--- Supplied records Enclosed Below ---

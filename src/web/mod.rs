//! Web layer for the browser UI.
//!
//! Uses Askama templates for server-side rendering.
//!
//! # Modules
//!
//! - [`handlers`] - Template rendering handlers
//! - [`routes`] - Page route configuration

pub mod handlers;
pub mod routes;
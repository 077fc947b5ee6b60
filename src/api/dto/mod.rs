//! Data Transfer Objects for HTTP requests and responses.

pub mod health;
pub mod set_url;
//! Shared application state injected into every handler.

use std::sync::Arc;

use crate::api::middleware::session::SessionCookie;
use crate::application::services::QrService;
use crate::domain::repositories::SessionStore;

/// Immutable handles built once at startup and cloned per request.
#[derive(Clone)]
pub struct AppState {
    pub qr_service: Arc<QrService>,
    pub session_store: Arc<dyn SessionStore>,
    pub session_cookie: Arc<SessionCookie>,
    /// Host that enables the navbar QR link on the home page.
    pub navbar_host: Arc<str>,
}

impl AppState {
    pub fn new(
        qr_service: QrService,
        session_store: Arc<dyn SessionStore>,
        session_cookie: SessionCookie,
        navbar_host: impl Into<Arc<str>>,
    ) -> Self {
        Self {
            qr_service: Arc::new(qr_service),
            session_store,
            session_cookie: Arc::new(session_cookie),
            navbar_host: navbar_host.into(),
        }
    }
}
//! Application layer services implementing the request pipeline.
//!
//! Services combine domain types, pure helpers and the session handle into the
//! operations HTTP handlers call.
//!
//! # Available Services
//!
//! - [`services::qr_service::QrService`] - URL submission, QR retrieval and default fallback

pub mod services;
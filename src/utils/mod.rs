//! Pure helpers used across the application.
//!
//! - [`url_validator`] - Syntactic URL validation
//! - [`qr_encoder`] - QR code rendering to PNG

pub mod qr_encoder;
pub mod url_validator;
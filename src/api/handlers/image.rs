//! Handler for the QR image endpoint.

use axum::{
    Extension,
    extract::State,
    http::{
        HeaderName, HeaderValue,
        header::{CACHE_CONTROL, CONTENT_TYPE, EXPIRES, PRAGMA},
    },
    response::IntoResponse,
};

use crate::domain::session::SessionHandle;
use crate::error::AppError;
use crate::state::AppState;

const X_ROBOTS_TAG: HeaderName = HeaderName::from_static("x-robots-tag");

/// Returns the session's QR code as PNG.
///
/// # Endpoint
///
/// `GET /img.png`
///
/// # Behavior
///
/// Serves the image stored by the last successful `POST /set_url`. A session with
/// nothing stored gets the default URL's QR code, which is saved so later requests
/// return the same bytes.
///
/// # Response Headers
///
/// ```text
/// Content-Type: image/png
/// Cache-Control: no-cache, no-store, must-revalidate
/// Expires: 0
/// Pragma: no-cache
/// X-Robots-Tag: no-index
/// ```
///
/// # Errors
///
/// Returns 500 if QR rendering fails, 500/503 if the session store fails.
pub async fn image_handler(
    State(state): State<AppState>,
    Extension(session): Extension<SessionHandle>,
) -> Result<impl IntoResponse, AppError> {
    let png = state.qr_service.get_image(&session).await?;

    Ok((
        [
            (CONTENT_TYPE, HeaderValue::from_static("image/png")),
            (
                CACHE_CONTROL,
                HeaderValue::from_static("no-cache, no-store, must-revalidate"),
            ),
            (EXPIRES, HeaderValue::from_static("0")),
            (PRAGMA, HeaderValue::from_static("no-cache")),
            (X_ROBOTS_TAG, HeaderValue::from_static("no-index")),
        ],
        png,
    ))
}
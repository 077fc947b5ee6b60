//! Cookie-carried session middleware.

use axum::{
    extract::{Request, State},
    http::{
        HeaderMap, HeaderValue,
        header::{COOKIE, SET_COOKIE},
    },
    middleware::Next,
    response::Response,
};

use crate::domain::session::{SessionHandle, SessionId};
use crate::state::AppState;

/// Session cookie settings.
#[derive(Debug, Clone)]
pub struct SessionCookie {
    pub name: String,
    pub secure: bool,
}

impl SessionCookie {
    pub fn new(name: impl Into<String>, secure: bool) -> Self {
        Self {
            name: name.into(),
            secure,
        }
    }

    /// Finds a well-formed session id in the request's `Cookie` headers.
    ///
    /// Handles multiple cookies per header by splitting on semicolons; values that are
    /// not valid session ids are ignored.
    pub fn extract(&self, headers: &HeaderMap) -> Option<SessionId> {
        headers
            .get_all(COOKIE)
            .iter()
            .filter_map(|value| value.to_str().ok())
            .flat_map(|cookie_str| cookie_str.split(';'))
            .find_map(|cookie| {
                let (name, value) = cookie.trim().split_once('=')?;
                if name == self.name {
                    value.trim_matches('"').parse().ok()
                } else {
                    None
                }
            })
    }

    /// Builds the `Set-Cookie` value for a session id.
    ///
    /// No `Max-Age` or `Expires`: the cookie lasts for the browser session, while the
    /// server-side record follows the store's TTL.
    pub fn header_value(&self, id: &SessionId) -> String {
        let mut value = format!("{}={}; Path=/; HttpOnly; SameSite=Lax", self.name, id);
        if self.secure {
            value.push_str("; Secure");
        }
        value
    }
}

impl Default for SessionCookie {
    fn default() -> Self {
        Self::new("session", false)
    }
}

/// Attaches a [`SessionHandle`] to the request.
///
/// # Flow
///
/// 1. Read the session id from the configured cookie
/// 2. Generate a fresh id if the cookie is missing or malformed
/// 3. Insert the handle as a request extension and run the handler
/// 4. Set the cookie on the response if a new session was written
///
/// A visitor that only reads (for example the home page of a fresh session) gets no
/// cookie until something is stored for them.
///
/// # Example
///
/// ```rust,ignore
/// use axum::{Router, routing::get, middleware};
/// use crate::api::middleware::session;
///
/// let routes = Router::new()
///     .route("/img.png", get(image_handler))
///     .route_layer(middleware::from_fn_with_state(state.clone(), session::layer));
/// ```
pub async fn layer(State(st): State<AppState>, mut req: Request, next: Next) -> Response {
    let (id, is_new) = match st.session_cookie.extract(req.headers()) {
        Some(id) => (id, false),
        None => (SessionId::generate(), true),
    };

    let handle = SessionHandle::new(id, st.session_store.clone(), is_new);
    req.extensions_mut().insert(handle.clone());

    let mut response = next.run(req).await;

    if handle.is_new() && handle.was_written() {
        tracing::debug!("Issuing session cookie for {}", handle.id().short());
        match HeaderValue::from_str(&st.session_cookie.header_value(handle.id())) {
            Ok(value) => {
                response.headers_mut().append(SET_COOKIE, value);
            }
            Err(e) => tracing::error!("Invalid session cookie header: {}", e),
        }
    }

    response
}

--- End of Enclosed Supplied records ---

* _What you should do_: For every line above that includes the string "SessionId", copy the line.

* _Solution_:
use crate::domain::session::{SessionHandle, SessionId};
    pub fn extract(&self, headers: &HeaderMap) -> Option<SessionId> {
    pub fn header_value(&self, id: &SessionId) -> String {
        None => (SessionId::generate(), true),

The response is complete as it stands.